Myocardial fibrosis is associated with worsening ventricular systolic function, abnormal cardiac remodeling, and increased ventricular stiffness, significantly increasing the risk of adverse cardiac outcomes. Hypertension and diabetes elicit fibrotic processes in the heart, placing a high percentage of the western world population at risk, yet the early identification

of fibrotic development in high-risk patients is hindered by a lack of adequate fibrosis imaging modalities. This, in turn, leads to increased morbidity and additional financial burden to health care services. The current standard method to assess myocardial fibrosis employs the usage of magnetic resonance imaging (MRI) coupled with intravenous infusion of Gadolinium contrast agent. However, this method suffers from considerable drawbacks, including reduced sensitivity (diagnosing only advanced stages of disease), lengthy scan times and toxicity of the contrast agent, which excludes a significant subset of patient populations from diagnosis. Thus, the capacity to diagnose myocardial fibrosis in its early stages would allow successful therapeutic intervention and may also create a platform for the non-invasive study of fibrotic development, thereby facilitating the design of targeted therapies.

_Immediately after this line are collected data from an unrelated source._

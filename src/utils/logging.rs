//! Gated logging macros for the grading engine.
//!
//! `process_frame` runs once per analyzed video frame, so per-frame logs are
//! noisy. Each module opts in with its own flag:
//! ```ignore
//! const ENABLE_LOGS: bool = true;
//!
//! use crate::{log_debug, log_info, log_warn};
//!
//! log_info!("rep {} counted", count);
//! ```
//! All records go to the `repgrade` target so hosts can filter with
//! `RUST_LOG=repgrade=debug`.

/// Debug-level record, emitted only when the calling module sets `ENABLE_LOGS`.
#[macro_export]
macro_rules! log_debug {
    ($($arg:tt)*) => {
        if ENABLE_LOGS {
            log::debug!(target: "repgrade", $($arg)*);
        }
    };
}

/// Info-level record, emitted only when the calling module sets `ENABLE_LOGS`.
#[macro_export]
macro_rules! log_info {
    ($($arg:tt)*) => {
        if ENABLE_LOGS {
            log::info!(target: "repgrade", $($arg)*);
        }
    };
}

/// Warn-level record, emitted only when the calling module sets `ENABLE_LOGS`.
#[macro_export]
macro_rules! log_warn {
    ($($arg:tt)*) => {
        if ENABLE_LOGS {
            log::warn!(target: "repgrade", $($arg)*);
        }
    };
}
use crate::calibration::profile::{Anchors, CalibrationProfile, CalibrationSource};
use crate::config::{CalibrationConfig, PhaseThresholds};
use crate::exercise::{ExerciseKind, MetricDirection, Position};
use crate::pose::joint::{ANKLES, HIPS, KNEES, SHOULDERS, WRISTS};
use crate::pose::PoseFrame;

const ENABLE_LOGS: bool = true;

use crate::{log_debug, log_info};

#[derive(Debug, Clone, Copy, Default)]
struct RunningMean {
    sum: f64,
    count: usize,
}

impl RunningMean {
    fn push(&mut self, value: Option<f64>) {
        if let Some(v) = value {
            self.sum += v;
            self.count += 1;
        }
    }

    fn mean(&self) -> Option<f64> {
        (self.count > 0).then(|| self.sum / self.count as f64)
    }
}

#[derive(Debug, Clone, Default)]
struct AnchorAccumulator {
    hip_x: RunningMean,
    hip_y: RunningMean,
    shoulder_y: RunningMean,
    wrist_y: RunningMean,
    knee_angle: RunningMean,
}

impl AnchorAccumulator {
    fn observe(&mut self, frame: &PoseFrame) {
        let hip = frame.center(HIPS);
        self.hip_x.push(hip.map(|p| p.x));
        self.hip_y.push(hip.map(|p| p.y));
        self.shoulder_y.push(frame.center(SHOULDERS).map(|p| p.y));
        self.wrist_y.push(frame.center(WRISTS).map(|p| p.y));
        self.knee_angle.push(frame.bilateral_angle(HIPS, KNEES, ANKLES));
    }

    fn anchors(&self) -> Anchors {
        Anchors {
            hip_x: self.hip_x.mean(),
            hip_y: self.hip_y.mean(),
            shoulder_y: self.shoulder_y.mean(),
            wrist_y: self.wrist_y.mean(),
            knee_angle: self.knee_angle.mean(),
        }
    }
}

/// Collects the reference-posture frames that follow `start` and turns them
/// into a [`CalibrationProfile`].
///
/// A frame is accepted only when the primary metric is measurable and lies
/// inside the configured reference range. Low-confidence frames are
/// skipped rather than read as zero.
#[derive(Debug, Clone)]
pub struct Calibrator {
    kind: ExerciseKind,
    thresholds: PhaseThresholds,
    config: CalibrationConfig,
    frames_seen: usize,
    accepted: usize,
    observed_min: f64,
    observed_max: f64,
    anchors: AnchorAccumulator,
}

impl Calibrator {
    pub fn new(kind: ExerciseKind, thresholds: PhaseThresholds, config: CalibrationConfig) -> Self {
        Self {
            kind,
            thresholds,
            config,
            frames_seen: 0,
            accepted: 0,
            observed_min: f64::INFINITY,
            observed_max: f64::NEG_INFINITY,
            anchors: AnchorAccumulator::default(),
        }
    }

    pub fn observe(&mut self, frame: &PoseFrame) {
        if self.is_complete() {
            return;
        }
        self.frames_seen += 1;

        let Some(metric) = self.kind.primary_metric(frame) else {
            return;
        };
        if metric < self.thresholds.reference_min || metric > self.thresholds.reference_max {
            log_debug!(
                "{} calibration: {:.1}° outside reference range, ignored",
                self.kind,
                metric
            );
            return;
        }

        self.accepted += 1;
        self.observed_min = self.observed_min.min(metric);
        self.observed_max = self.observed_max.max(metric);
        self.anchors.observe(frame);
    }

    pub fn accepted(&self) -> usize {
        self.accepted
    }

    pub fn required(&self) -> usize {
        self.config.window_size
    }

    pub fn frames_seen(&self) -> usize {
        self.frames_seen
    }

    /// Either the window filled up or the frame bound was reached.
    pub fn is_complete(&self) -> bool {
        self.accepted >= self.config.window_size || self.frames_seen >= self.config.max_frames
    }

    pub fn finalize(self) -> CalibrationProfile {
        let mut profile = CalibrationProfile::defaults(self.kind, &self.thresholds);

        if self.accepted < self.config.window_size {
            log_info!(
                "{} calibration timed out after {} frames ({} accepted); using defaults up={:.1} down={:.1}",
                self.kind,
                self.frames_seen,
                self.accepted,
                profile.up_threshold,
                profile.down_threshold
            );
            return profile;
        }

        let reference = self.kind.reference_position();
        let toward_high =
            (self.kind.direction() == MetricDirection::HigherIsUp) == (reference == Position::Up);

        let default = match reference {
            Position::Up => self.thresholds.up,
            _ => self.thresholds.down,
        };
        let limit = self.thresholds.reference_limit;
        let margin = self.config.margin;

        // Blend toward the user's extreme, never looser than the default and
        // never past the limit, so one noisy frame cannot make reps unreachable.
        let (extreme, refined) = if toward_high {
            let extreme = self.observed_max;
            (extreme, (extreme - margin).max(default).min(limit.max(default)))
        } else {
            let extreme = self.observed_min;
            (extreme, (extreme + margin).min(default).max(limit.min(default)))
        };

        match reference {
            Position::Up => profile.up_threshold = refined,
            _ => profile.down_threshold = refined,
        }
        profile.source = CalibrationSource::Observed;
        profile.accepted_samples = self.accepted;
        profile.observed_extreme = Some(extreme);
        profile.anchors = self.anchors.anchors();

        log_info!(
            "{} calibrated from {} frames: extreme {:.1}°, up={:.1} down={:.1}",
            self.kind,
            self.accepted,
            extreme,
            profile.up_threshold,
            profile.down_threshold
        );

        profile
    }
}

Prof. Michal Neeman and her team developed a novel approach for detecting myocardial fibrosis using magnetization transfer contrast (MCT) MRI cardiac imaging technology. The method was tested in vivo on animal models of heart failure and proved highly sensitive for detecting scar tissue formation and monitoring fibrotic development. One prominent advantage of the present technology over current cardiac imaging modalities is that it eliminates the requirement for extrinsic contrast agents, thereby circumventing potential adverse toxic side effects.